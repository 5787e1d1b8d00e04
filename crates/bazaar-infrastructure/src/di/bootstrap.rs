//! Application bootstrap
//!
//! Builds the adapters named by the configuration and wires them into the
//! application services.
//!
//! ```text
//! AppConfig → adapters (store, codec, hasher, cache, email) → use cases
//! ```
//!
//! ## Usage
//!
//! ```rust,ignore
//! let context = init_app(config).await?;
//! let user = context.resolver().resolve(Some(token)).await;
//! ```

use std::sync::Arc;
use std::time::Duration;

use bazaar_application::{
    AuthService, Mailer, NotificationService, SessionResolver, UserAdminService,
};
use bazaar_domain::error::Result;
use bazaar_domain::{EmailSender, PasswordHasher, SessionCache, TokenCodec, UserRepository};

use crate::cache::DashMapSessionCache;
use crate::config::{AppConfig, EmailProvider};
use crate::crypto::{BcryptPasswordHasher, JwtTokenCodec};
use crate::email::{HttpEmailSender, LogEmailSender};
use crate::repositories::InMemoryUserRepository;

/// Everything a request handler needs, shared behind `Arc`s
#[derive(Clone)]
pub struct AppContext {
    config: Arc<AppConfig>,
    users: Arc<dyn UserRepository>,
    tokens: Arc<dyn TokenCodec>,
    cache: Arc<dyn SessionCache>,
    resolver: SessionResolver,
    auth: AuthService,
    admin: UserAdminService,
    notifications: NotificationService,
}

impl AppContext {
    /// Wire services around an explicit store and email sender
    pub fn with_adapters(
        config: AppConfig,
        users: Arc<dyn UserRepository>,
        email: Arc<dyn EmailSender>,
    ) -> Result<Self> {
        let tokens: Arc<dyn TokenCodec> = Arc::new(JwtTokenCodec::new(&config.auth.jwt)?);
        let hasher: Arc<dyn PasswordHasher> =
            Arc::new(BcryptPasswordHasher::new(config.auth.bcrypt_cost));
        let cache: Arc<dyn SessionCache> = Arc::new(DashMapSessionCache::new());
        let mailer = Mailer::new(email);

        let resolver = SessionResolver::new(
            Arc::clone(&users),
            Arc::clone(&tokens),
            Arc::clone(&cache),
            Duration::from_secs(config.auth.session_cache_ttl_secs),
        );
        let auth = AuthService::new(
            Arc::clone(&users),
            Arc::clone(&tokens),
            hasher,
            Arc::clone(&cache),
            mailer.clone(),
            config.server.public_url.clone(),
        );
        let admin = UserAdminService::new(Arc::clone(&users), Arc::clone(&cache));
        let notifications = NotificationService::new(Arc::clone(&users), mailer);

        Ok(Self {
            config: Arc::new(config),
            users,
            tokens,
            cache,
            resolver,
            auth,
            admin,
            notifications,
        })
    }

    pub fn config(&self) -> &AppConfig {
        &self.config
    }

    pub fn users(&self) -> Arc<dyn UserRepository> {
        Arc::clone(&self.users)
    }

    pub fn tokens(&self) -> Arc<dyn TokenCodec> {
        Arc::clone(&self.tokens)
    }

    pub fn cache(&self) -> Arc<dyn SessionCache> {
        Arc::clone(&self.cache)
    }

    pub fn resolver(&self) -> &SessionResolver {
        &self.resolver
    }

    pub fn auth(&self) -> &AuthService {
        &self.auth
    }

    pub fn admin(&self) -> &UserAdminService {
        &self.admin
    }

    pub fn notifications(&self) -> &NotificationService {
        &self.notifications
    }
}

/// Build the application context from configuration
///
/// Seeds the user store when `users.seed_path` is set and selects the email
/// provider.
pub async fn init_app(config: AppConfig) -> Result<AppContext> {
    let users: Arc<dyn UserRepository> = match &config.users.seed_path {
        Some(path) => Arc::new(InMemoryUserRepository::load_seed(path).await?),
        None => {
            tracing::warn!("no user seed configured, starting with an empty store");
            Arc::new(InMemoryUserRepository::new())
        }
    };

    let email: Arc<dyn EmailSender> = match config.email.provider {
        EmailProvider::Log => Arc::new(LogEmailSender),
        EmailProvider::Http => Arc::new(HttpEmailSender::new(&config.email)?),
    };

    tracing::info!(
        environment = %config.environment,
        email_provider = ?config.email.provider,
        "application context ready"
    );
    AppContext::with_adapters(config, users, email)
}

########

◆ Exercise:
Please filter the listing down to lines that include the word "HttpEmailSender".

◆ Answer box:
use crate::email::{HttpEmailSender, LogEmailSender};
        EmailProvider::Http => Arc::new(HttpEmailSender::new(&config.email)?),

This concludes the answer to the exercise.